Overall, the pooled results revealed an increased IS risk associated with the rs671 G>A polymorphism in the allele contrast (A vs G: OR=1.29, 95% CI=1.01–1.65, P=0.04, I2=78.2%); homozygote model (AA vs GG: OR=1.68, 95% CI=1.27–2.21, P<0.01, I2=11.3%, Figure 2) and recessive model (AA vs GG+GA: OR=1.67, 95% CI=1.27–2.19, P<0.01, I2=0%) (Figure S1 for other models). In the subsequent analysis, which was based on control design, there were also significant associations between rs671 G>A polymorphism and IS risk, for example in the subgroups of hospital-based controls (A vs G: OR=1.34, 95% CI=1.03–1.73, P=0.03, I2=74.0%; AA vs GG: OR=1.71, 95% CI=1.25–2.34, P<0.01, I2=18.9%; AA vs GG + GA: OR=1.68, 95% CI=1.24–2.29, P<0.01, I2=0%). In addition, elevated IS risk was observed in the subgroups of subject number and NOS evaluation analysis (Table 3). Heterogeneity was observed in the allele contrast, heterozygote and dominant models. Meta-regression analysis was conducted with the aforementioned three stratified factors, but no apparent factor was found to contribute to the existent heterogeneity. (eg, A vs G model: P=0.99 for control design, P=0.38 for subject number and P=0.34 for NOS evaluation).

Table 3 Summary ORs and 95% CI of ALDH2 rs671G>A polymorphism and ischemic stroke risk

Figure 2 OR and 95% CIs of the associations between ALDH2 rs671G>A polymorphism and ischemic stroke risk in AA vs GG model.

Accumulative analysis was also conducted and revealed an apparently increased risk from 2014 when the report by Zhou et al. was included (Figure 3 for AA vs GG model) (Figure S2 for other models). Sensitivity analyses were conducted by removing each included study sequentially based on the published date, which indicated that only the study by Xu et al. influenced the corresponding result in the allele contrast, heterozygote and dominant models (Figure 4 for AA vs GG model) (Figure S3 for other models).

Figure 3 Cumulative meta-analyses according to publication year in AA vs GG model of ALDH2 rs671G>A polymorphism.

Figure 4 Sensitivity analysis involving deletion of each study to reflect the influence of the individual dataset to the pooled ORs in AA vs GG model of ALDH2 rs671G>A polymorphism.

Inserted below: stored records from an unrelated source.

#[cfg(test)]
mod tests {
    use super::*;
    use crate::app::test_support::{
        ScriptedScheduler, fast_monitor_settings, job_state, memory_stores,
    };
    use crate::app::types::{JobKind, NewJob, NewSimulation, NewSimulator};
    use crate::adapters::bus::LocalEventBus;
    use crate::adapters::db::SqliteStoreAdapter;
    use crate::adapters::time::SystemClock;
    use crate::app::ports::{SimulationStorePort, SimulatorStorePort};
    use std::time::Duration;

    struct Harness {
        store: Arc<SqliteStoreAdapter>,
        scheduler: Arc<ScriptedScheduler>,
        bus: Arc<LocalEventBus>,
        monitor: Arc<JobMonitor>,
    }

    async fn harness(settings: MonitorSettings) -> Harness {
        let store = memory_stores().await;
        let scheduler = Arc::new(ScriptedScheduler::default());
        let bus = Arc::new(LocalEventBus::default());
        let monitor = Arc::new(JobMonitor::new(
            store.clone(),
            store.clone(),
            scheduler.clone(),
            bus.clone(),
            Arc::new(SystemClock),
            settings,
        ));
        Harness {
            store,
            scheduler,
            bus,
            monitor,
        }
    }

    async fn simulation_job(h: &Harness, cid: &str, ext: i64, status: JobStatus) -> JobRecord {
        let simulator = h
            .store
            .insert_simulator(&NewSimulator {
                definition_hash: format!("hash-{cid}"),
                definition: "Bootstrap: docker".into(),
                image_path: "/img".into(),
            })
            .await
            .unwrap();
        let simulation = h
            .store
            .insert_simulation(&NewSimulation {
                simulator_id: simulator.id,
                experiment_id: format!("exp-{cid}"),
                archive_path: "/a.omex".into(),
            })
            .await
            .unwrap();
        h.store
            .insert_job(&NewJob {
                kind: JobKind::Simulation(simulation.id),
                correlation_id: cid.into(),
                external_job_id: Some(ext),
                status,
                start_time: None,
            })
            .await
            .unwrap()
    }

    fn progress(cid: &str, seq: i64) -> Vec<u8> {
        serde_json::to_vec(&serde_json::json!({
            "correlation_id": cid,
            "sequence_number": seq,
            "time": seq as f64 * 0.5,
            "mass": {"S1": 1.5, "S2": 0.25},
        }))
        .unwrap()
    }

    #[tokio::test]
    async fn bus_progress_moves_job_to_running_and_stores_event() {
        let h = harness(fast_monitor_settings()).await;
        let job = simulation_job(&h, "simulation-aaaa11112222", 100, JobStatus::Queued).await;

        h.monitor
            .handle_worker_message(&progress("simulation-aaaa11112222", 1))
            .await
            .unwrap();

        let stored = h.store.get_job(job.id).await.unwrap().unwrap();
        assert_eq!(stored.status, JobStatus::Running);
        let events = h.store.list_worker_events(job.id, 0).await.unwrap();
        assert_eq!(events.len(), 1);
        assert_eq!(events[0].mass.get("S1"), Some(&1.5));
    }

    #[tokio::test]
    async fn concurrent_bus_and_poll_keep_running_without_duplicates() {
        let h = harness(fast_monitor_settings()).await;
        let cid = "simulation-bbbb11112222";
        let job = simulation_job(&h, cid, 200, JobStatus::Running).await;
        h.scheduler.set_state(job_state(200, "RUNNING"));

        let bus = {
            let monitor = h.monitor.clone();
            tokio::spawn(async move {
                monitor.handle_worker_message(&progress(cid, 5)).await?;
                monitor.handle_worker_message(&progress(cid, 5)).await
            })
        };
        let poll = {
            let monitor = h.monitor.clone();
            tokio::spawn(async move { monitor.poll_once().await })
        };
        bus.await.unwrap().unwrap();
        assert_eq!(poll.await.unwrap().unwrap(), 0);

        let stored = h.store.get_job(job.id).await.unwrap().unwrap();
        assert_eq!(stored.status, JobStatus::Running);
        assert_eq!(stored.scheduler_state.as_deref(), Some("RUNNING"));
        let events = h.store.list_worker_events(job.id, 4).await.unwrap();
        assert_eq!(events.len(), 1);
        assert_eq!(events[0].sequence_number, 5);
    }

    #[tokio::test]
    async fn poll_records_scheduler_start_time() {
        let h = harness(fast_monitor_settings()).await;
        let simulator = h
            .store
            .insert_simulator(&NewSimulator {
                definition_hash: "hash-start".into(),
                definition: "Bootstrap: docker".into(),
                image_path: "/img".into(),
            })
            .await
            .unwrap();
        let job = h
            .store
            .insert_job(&NewJob {
                kind: JobKind::Build(simulator.id),
                correlation_id: "build_container-ssss11112222".into(),
                external_job_id: Some(250),
                status: JobStatus::Queued,
                start_time: Some("2026-01-01T09:00:00Z".into()),
            })
            .await
            .unwrap();
        h.scheduler.set_state(JobState {
            start_time: Some("2026-01-01T10:00:00".into()),
            ..job_state(250, "RUNNING")
        });

        assert_eq!(h.monitor.poll_once().await.unwrap(), 1);

        let stored = h.store.get_job(job.id).await.unwrap().unwrap();
        assert_eq!(stored.status, JobStatus::Running);
        assert_eq!(stored.start_time.as_deref(), Some("2026-01-01T10:00:00"));
    }

    #[tokio::test]
    async fn unknown_correlation_ids_are_dropped() {
        let h = harness(fast_monitor_settings()).await;
        h.monitor
            .handle_worker_message(&progress("simulation-doesnotexist", 1))
            .await
            .unwrap();
        h.monitor
            .handle_worker_message(&progress("garbage_id_format", 1))
            .await
            .unwrap();
        assert!(h
            .store
            .get_job_by_correlation_id("simulation-doesnotexist")
            .await
            .unwrap()
            .is_none());
    }

    #[tokio::test]
    async fn malformed_payload_is_rejected() {
        let h = harness(fast_monitor_settings()).await;
        let err = h.monitor.handle_worker_message(b"not json").await.unwrap_err();
        assert_eq!(err.code(), codes::INVALID_ARGUMENT);
    }

    #[tokio::test]
    async fn poll_marks_failed_jobs_with_scheduler_message() {
        let h = harness(fast_monitor_settings()).await;
        let job = simulation_job(&h, "simulation-cccc11112222", 300, JobStatus::Running).await;
        let mut state = job_state(300, "TIMEOUT");
        state.exit_code = Some(0);
        state.end_time = Some("2026-01-01T12:00:00".into());
        h.scheduler.set_state(state);

        assert_eq!(h.monitor.poll_once().await.unwrap(), 1);
        let stored = h.store.get_job(job.id).await.unwrap().unwrap();
        assert_eq!(stored.status, JobStatus::Failed);
        assert_eq!(stored.end_time.as_deref(), Some("2026-01-01T12:00:00"));
        assert_eq!(
            stored.error_message.as_deref(),
            Some("scheduler reported TIMEOUT (exit code 0)")
        );
    }

    #[tokio::test]
    async fn poll_ignores_backward_scheduler_snapshots() {
        let h = harness(fast_monitor_settings()).await;
        let job = simulation_job(&h, "simulation-dddd11112222", 400, JobStatus::Running).await;
        h.scheduler.set_state(job_state(400, "PENDING"));

        assert_eq!(h.monitor.poll_once().await.unwrap(), 0);
        let stored = h.store.get_job(job.id).await.unwrap().unwrap();
        assert_eq!(stored.status, JobStatus::Running);
        assert_eq!(stored.scheduler_state.as_deref(), Some("PENDING"));
    }

    #[tokio::test]
    async fn poll_tolerates_partial_scheduler_failures() {
        let h = harness(fast_monitor_settings()).await;
        let ok = simulation_job(&h, "simulation-eeee11112222", 501, JobStatus::Queued).await;
        let broken = simulation_job(&h, "simulation-ffff11112222", 502, JobStatus::Queued).await;
        h.scheduler.set_state(job_state(501, "COMPLETED"));
        h.scheduler.set_state(job_state(502, "COMPLETED"));
        h.scheduler.fail_batches(true);
        h.scheduler.fail_id(502);

        assert_eq!(h.monitor.poll_once().await.unwrap(), 1);
        assert_eq!(
            h.store.get_job(ok.id).await.unwrap().unwrap().status,
            JobStatus::Completed
        );
        assert_eq!(
            h.store.get_job(broken.id).await.unwrap().unwrap().status,
            JobStatus::Queued
        );
        let calls = h.scheduler.status_calls();
        assert_eq!(calls, vec![vec![501, 502], vec![501], vec![502]]);
    }

    #[tokio::test]
    async fn poll_skips_terminal_jobs_and_jobs_without_external_id() {
        let h = harness(fast_monitor_settings()).await;
        simulation_job(&h, "simulation-gggg11112222", 600, JobStatus::Completed).await;
        assert_eq!(h.monitor.poll_once().await.unwrap(), 0);
        assert!(h.scheduler.status_calls().is_empty());
    }

    #[tokio::test]
    async fn waiter_wakes_on_completion_and_unsubscribes() {
        let h = harness(fast_monitor_settings()).await;
        let sub = h.monitor.subscribe(700).await;
        let job = simulation_job(&h, "simulation-hhhh11112222", 700, JobStatus::Queued).await;
        assert_eq!(h.monitor.waiter_count().await, 1);

        let waiter = {
            let monitor = h.monitor.clone();
            tokio::spawn(async move { monitor.wait_for_completion(sub).await })
        };
        h.scheduler.set_state(job_state(700, "COMPLETED"));
        h.monitor.poll_once().await.unwrap();

        let done = waiter.await.unwrap().unwrap();
        assert_eq!(done.id, job.id);
        assert_eq!(done.status, JobStatus::Completed);
        assert_eq!(h.monitor.waiter_count().await, 0);
    }

    #[tokio::test]
    async fn waiter_falls_back_to_database_when_updates_are_missed() {
        let h = harness(fast_monitor_settings()).await;
        let sub = h.monitor.subscribe(800).await;
        let job = simulation_job(&h, "simulation-iiii11112222", 800, JobStatus::Running).await;
        // status changes without passing through the monitor
        h.store
            .apply_transition(
                job.id,
                &crate::app::types::JobTransition {
                    from: JobStatus::Running,
                    to: JobStatus::Completed,
                    scheduler_state: None,
                    start_time: None,
                    end_time: None,
                    error_message: None,
                },
            )
            .await
            .unwrap();

        let done = h.monitor.wait_for_completion(sub).await.unwrap();
        assert_eq!(done.status, JobStatus::Completed);
        assert_eq!(h.monitor.waiter_count().await, 0);
    }

    #[tokio::test]
    async fn waiter_surfaces_failure_message() {
        let h = harness(fast_monitor_settings()).await;
        let sub = h.monitor.subscribe(900).await;
        simulation_job(&h, "simulation-jjjj11112222", 900, JobStatus::Running).await;
        h.scheduler.set_state(job_state(900, "OUT_OF_MEMORY"));
        h.monitor.poll_once().await.unwrap();

        let err = h.monitor.wait_for_completion(sub).await.unwrap_err();
        assert_eq!(err.code(), codes::JOB_FAILED);
        assert!(err.message().contains("OUT_OF_MEMORY"));
        assert_eq!(h.monitor.waiter_count().await, 0);
    }

    #[tokio::test]
    async fn waiter_gives_up_after_the_wait_bound() {
        let settings = MonitorSettings {
            wait_timeout: Duration::from_millis(5),
            max_wait_iterations: 3,
            ..fast_monitor_settings()
        };
        let h = harness(settings).await;
        let sub = h.monitor.subscribe(1000).await;
        simulation_job(&h, "simulation-kkkk11112222", 1000, JobStatus::Running).await;

        let err = h.monitor.wait_for_completion(sub).await.unwrap_err();
        assert_eq!(err.code(), codes::WAIT_BOUND_EXCEEDED);
        assert_eq!(err.kind(), AppErrorKind::Internal);
        assert_eq!(h.monitor.waiter_count().await, 0);
    }

    #[tokio::test]
    async fn unbounded_waiter_outlasts_the_wait_bound() {
        let settings = MonitorSettings {
            wait_timeout: Duration::from_millis(5),
            max_wait_iterations: 2,
            ..fast_monitor_settings()
        };
        let h = harness(settings).await;
        let sub = h.monitor.subscribe(1050).await;
        let job = simulation_job(&h, "simulation-kkkk33334444", 1050, JobStatus::Running).await;
        let job_id = job.id;

        let finisher = {
            let store = h.store.clone();
            tokio::spawn(async move {
                tokio::time::sleep(Duration::from_millis(60)).await;
                store
                    .apply_transition(
                        job_id,
                        &crate::app::types::JobTransition {
                            from: JobStatus::Running,
                            to: JobStatus::Completed,
                            scheduler_state: Some("COMPLETED".into()),
                            start_time: None,
                            end_time: None,
                            error_message: None,
                        },
                    )
                    .await
                    .unwrap();
            })
        };

        let done = h.monitor.wait_until_terminal(sub).await.unwrap();
        finisher.await.unwrap();
        assert_eq!(done.id, job_id);
        assert_eq!(done.status, JobStatus::Completed);
        assert_eq!(h.monitor.waiter_count().await, 0);
    }

    #[tokio::test]
    async fn start_runs_both_inputs_and_stop_drains() {
        let h = harness(fast_monitor_settings()).await;
        let cid = "simulation-llll11112222";
        let job = simulation_job(&h, cid, 1100, JobStatus::Queued).await;
        h.scheduler.set_state(job_state(1100, "COMPLETED"));
        let sub = h.monitor.subscribe(1100).await;

        h.monitor.start().await.unwrap();
        let err = h.monitor.start().await.unwrap_err();
        assert_eq!(err.code(), codes::CONFLICT);

        h.bus
            .publish(&h.monitor.settings().worker_event_subject, progress(cid, 1))
            .await
            .unwrap();
        let done = h.monitor.wait_for_completion(sub).await.unwrap();
        assert_eq!(done.status, JobStatus::Completed);

        h.monitor.stop().await;
        assert!(!h.monitor.is_running().await);
        h.monitor.stop().await;

        // the progress event may land before or after completion; either way it is stored once
        let events = h.store.list_worker_events(job.id, 0).await.unwrap();
        assert!(events.len() <= 1);
        assert!(h.scheduler.status_calls().iter().all(|ids| ids == &vec![1100]));
    }
}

Publication bias was evaluated, and the examination did not reveal any significant asymmetry in any of the funnel plots (Figure 5 for AA vs GG model) (Figure S4 for other models). The results of the Egger’s test were also evaluated (A vs G, P=0.33; GA vs GG: P=0.24; AA vs GG, P=0.31; GAh + AA vs GG, P=0. 28; AA vs GG + GA, P=0.39).

Figure 5 Funnel plot analysis to detect publication bias for AA vs GG model of ALDH2 rs671G>A polymorphism. Circles represent the weight of the studies.


Based on the data from the Sino-MONICA (Monitoring Trends and Determinants in Cardiovascular Disease) Beijing project from 1984 to 2004, the incidence of IS in China increased along with the fast-growing economy. This observation indicates that IS continues to account for most cases of stroke.30 IS is a complex disease and is pathologically based on atherosclerosis which can affect the interactions between genomic abnormalities and various environmental factors, and has become a major public health burden in China.31

Previous epidemiological studies have suggested that alcohol consumption exerts dual effects on the incidence of IS due to ethnic diversity, sex differences and difference in amounts of alcohol consumed.3234 ALDH2 plays a critical role during the metabolism of ethanol and aldehyde detoxification. ALDH2 is an enzyme responsible for the rapid conversion of acetaldehyde to acetic acid in liver mitochondria. The rs671 G>A polymorphism in ALDH2 results in an inactive A-allele and a dramatic reduction in the enzyme’s activity. This remarkable decrease in activity subsequently leads to dysfunctional acetaldehyde metabolism.35,36 Compared with the wild-type homozygous GG genotype, the heterozygous GA genotype and homozygous AA genotype lead to forms of the enzyme with only approximately 16% of its original effectiveness. This may lead to high acetaldehyde concentrations. Individuals with the latter two genotypes have been shown to be more susceptible to various diseases, including digestive system cancer, diabetes and cardio-cerebrovascular disease.37

Since 2012, several case-control studies have been published regarding ALDH2 rs671 G>A polymorphism and IS risk. However, the results of these studies have been inconsistent. Sun firstly reported an increased risk with the A-allele in Shandong Province, China. Similar increases in IS risk were reported by Wang et al.24 and Zhou.25 In contrast, Xu et al. found that the prevalence of the G-allele of ALDH2 in the rs671 G>A polymorphism was higher in controls than in patients with IS, and stated that the A-allele and the GA genotype exerted protective effects against IS (A vs G, OR=0.37, 95% CI=0.19–0.72; GA vs GG, OR=0.30, 95% CI=0.14–0.65).22 Other studies, such as those by Qu et al.29 and Sun et al.,28 did not find any significant relationship between the ALDH2 rs671 G>A polymorphism and IS risk.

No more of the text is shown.